How Job Priority is Calculated
Rockfish uses a multi-factor job priority system to determine which jobs run first. These factors work together to ensure equitable access while keeping the cluster as busy and efficient as possible. Understanding these can help users predict queue behavior and optimize job placement.
Slurm evaluates each pending job with a weighted formula combining the following components:
Fairshare: Each PI or group is assigned a share based on their quarterly allocation (in core hours). Slurm tracks usage over time and adjusts each group’s priority relative to their share. Groups that have recently used less of their allocation get higher priority, and those that have consumed more see lower scores. This promotes equitable access.
Job Age: Jobs gain priority the longer they wait in the queue.
Job Size: Smaller jobs receive a small boost, particularly to improve backfilling opportunities — the ability for the scheduler to fit small jobs into idle gaps in hardware.
Partition and QOS Priority: Some partitions or QOS configurations may be assigned static priority tiers or usage caps.

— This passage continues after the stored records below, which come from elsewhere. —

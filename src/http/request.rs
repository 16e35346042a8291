//! Request handling and extraction.
//!
//! # Responsibilities
//! - Generate and propagate a request ID (UUID v4, `x-request-id`)
//! - Turn raw bodies into typed inputs without axum's plain-text rejections
//! - Collect proxy parameters from query string and body
//!
//! # Design Decisions
//! - Request ID added as early as possible for tracing
//! - Bodies are taken as bytes and parsed here so every failure is enveloped

use axum::body::Bytes;
use axum::http::{header, HeaderMap, HeaderName};
use serde::de::DeserializeOwned;
use serde_json::Value;
use tower_http::request_id::{MakeRequestUuid, PropagateRequestIdLayer, SetRequestIdLayer};

use crate::gateway::{Params, ProxyError, RequestParams};
use crate::http::response::ApiError;

pub const X_REQUEST_ID: HeaderName = HeaderName::from_static("x-request-id");

/// Assigns a UUID request ID when the client did not send one.
pub fn set_request_id_layer() -> SetRequestIdLayer<MakeRequestUuid> {
    SetRequestIdLayer::new(X_REQUEST_ID, MakeRequestUuid)
}

/// Copies the request ID onto the response.
pub fn propagate_request_id_layer() -> PropagateRequestIdLayer {
    PropagateRequestIdLayer::new(X_REQUEST_ID)
}

pub fn request_id(headers: &HeaderMap) -> Option<String> {
    headers
        .get(X_REQUEST_ID)
        .and_then(|v| v.to_str().ok())
        .map(str::to_string)
}

/// Parse an optional JSON body. An empty body yields `T::default()`.
pub fn parse_json<T: DeserializeOwned + Default>(body: &Bytes) -> Result<T, ApiError> {
    if is_blank(body) {
        return Ok(T::default());
    }
    serde_json::from_slice(body).map_err(|e| ApiError::InvalidBody(e.to_string()))
}

/// Build proxy parameters from the query string, body and headers.
///
/// Form-encoded bodies are accepted alongside JSON objects.
pub fn proxy_params(
    raw_query: Option<&str>,
    headers: &HeaderMap,
    body: &Bytes,
) -> Result<RequestParams, ProxyError> {
    let mut params = RequestParams::from_query_string(raw_query).with_body(body_params(headers, body)?);
    params.request_id = request_id(headers);
    Ok(params)
}

fn body_params(headers: &HeaderMap, body: &Bytes) -> Result<Params, ProxyError> {
    if is_blank(body) {
        return Ok(Params::new());
    }

    let is_form = headers
        .get(header::CONTENT_TYPE)
        .and_then(|v| v.to_str().ok())
        .map(|ct| ct.starts_with("application/x-www-form-urlencoded"))
        .unwrap_or(false);
    if is_form {
        return Ok(form_urlencoded::parse(body)
            .map(|(k, v)| (k.into_owned(), Value::String(v.into_owned())))
            .collect());
    }

    match serde_json::from_slice::<Value>(body) {
        Ok(Value::Object(map)) => Ok(map),
        Ok(_) => Err(ProxyError::InvalidRequestBody(
            "expected a JSON object".to_string(),
        )),
        Err(e) => Err(ProxyError::InvalidRequestBody(e.to_string())),
    }
}

fn is_blank(body: &Bytes) -> bool {
    body.iter().all(u8::is_ascii_whitespace)
}
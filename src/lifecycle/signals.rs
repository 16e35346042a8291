//! OS signal handling.

/// Resolve on the first SIGINT (Ctrl+C) or, on Unix, SIGTERM.
pub async fn wait_for_signal() {
    let ctrl_c = async {
        if let Err(e) = tokio::signal::ctrl_c().await {
            tracing::error!(error = %e, "Failed to install Ctrl+C handler");
            std::future::pending::<()>().await;
        }
    };

    #[cfg(unix)]
    let terminate = async {
        use tokio::signal::unix::{signal, SignalKind};
        match signal(SignalKind::terminate()) {
            Ok(mut sig) => {
                sig.recv().await;
            }
            Err(e) => {
                tracing::error!(error = %e, "Failed to install SIGTERM handler");
                std::future::pending::<()>().await;
            }
        }
    };

    #[cfg(not(unix))]
    let terminate = std::future::pending::<()>();

    tokio::select! {
        _ = ctrl_c => tracing::info!("SIGINT received"),
        _ = terminate => tracing::info!("SIGTERM received"),
    }
}
//! Metrics collection and exposition.
//!
//! # Metrics
//! - `relay_proxy_requests_total` (counter): proxied calls by config, outcome
//! - `relay_upstream_duration_seconds` (histogram): upstream latency by config
//! - `relay_store_mutations_total` (counter): config store writes by operation

use std::net::SocketAddr;
use std::time::Duration;

use metrics_exporter_prometheus::PrometheusBuilder;

/// Start the Prometheus scrape endpoint. Must run inside a Tokio runtime.
pub fn init_metrics(addr: SocketAddr) {
    match PrometheusBuilder::new().with_http_listener(addr).install() {
        Ok(()) => tracing::info!(address = %addr, "Metrics endpoint listening"),
        Err(e) => tracing::error!(address = %addr, error = %e, "Failed to install metrics exporter"),
    }
}

pub fn record_proxy_request(config_id: &str, outcome: &'static str) {
    metrics::counter!(
        "relay_proxy_requests_total",
        "config" => config_id.to_string(),
        "outcome" => outcome
    )
    .increment(1);
}

pub fn record_upstream_latency(config_id: &str, elapsed: Duration) {
    metrics::histogram!(
        "relay_upstream_duration_seconds",
        "config" => config_id.to_string()
    )
    .record(elapsed.as_secs_f64());
}

pub fn record_store_mutation(op: &'static str) {
    metrics::counter!("relay_store_mutations_total", "op" => op).increment(1);
}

To inspect job priority components, use the sprio command:
sprio -j <jobid>
sprio -u <user>
[root@login01 ~]# sprio -u user123
JOBID PARTITION USER PRIORITY SITE AGE FAIRSHARE JOBSIZE PARTITION QOS
111111 parallel user123 21904 0 1423 489 19990 1 0
111112 parallel user123 21904 0 1423 489 19990 1 0
111113 parallel user123 21904 0 1423 489 19990 1 0
PRIORITY: Final computed score — higher numbers mean higher placement in the queue.
AGE: Normalized value that reflects time in queue. Increases continuously until the job starts.
FAIRSHARE: Normalized score based on your group’s recent usage. Higher = better.
JOBSIZE: Reflects node/core/memory request — used in backfilling calculations.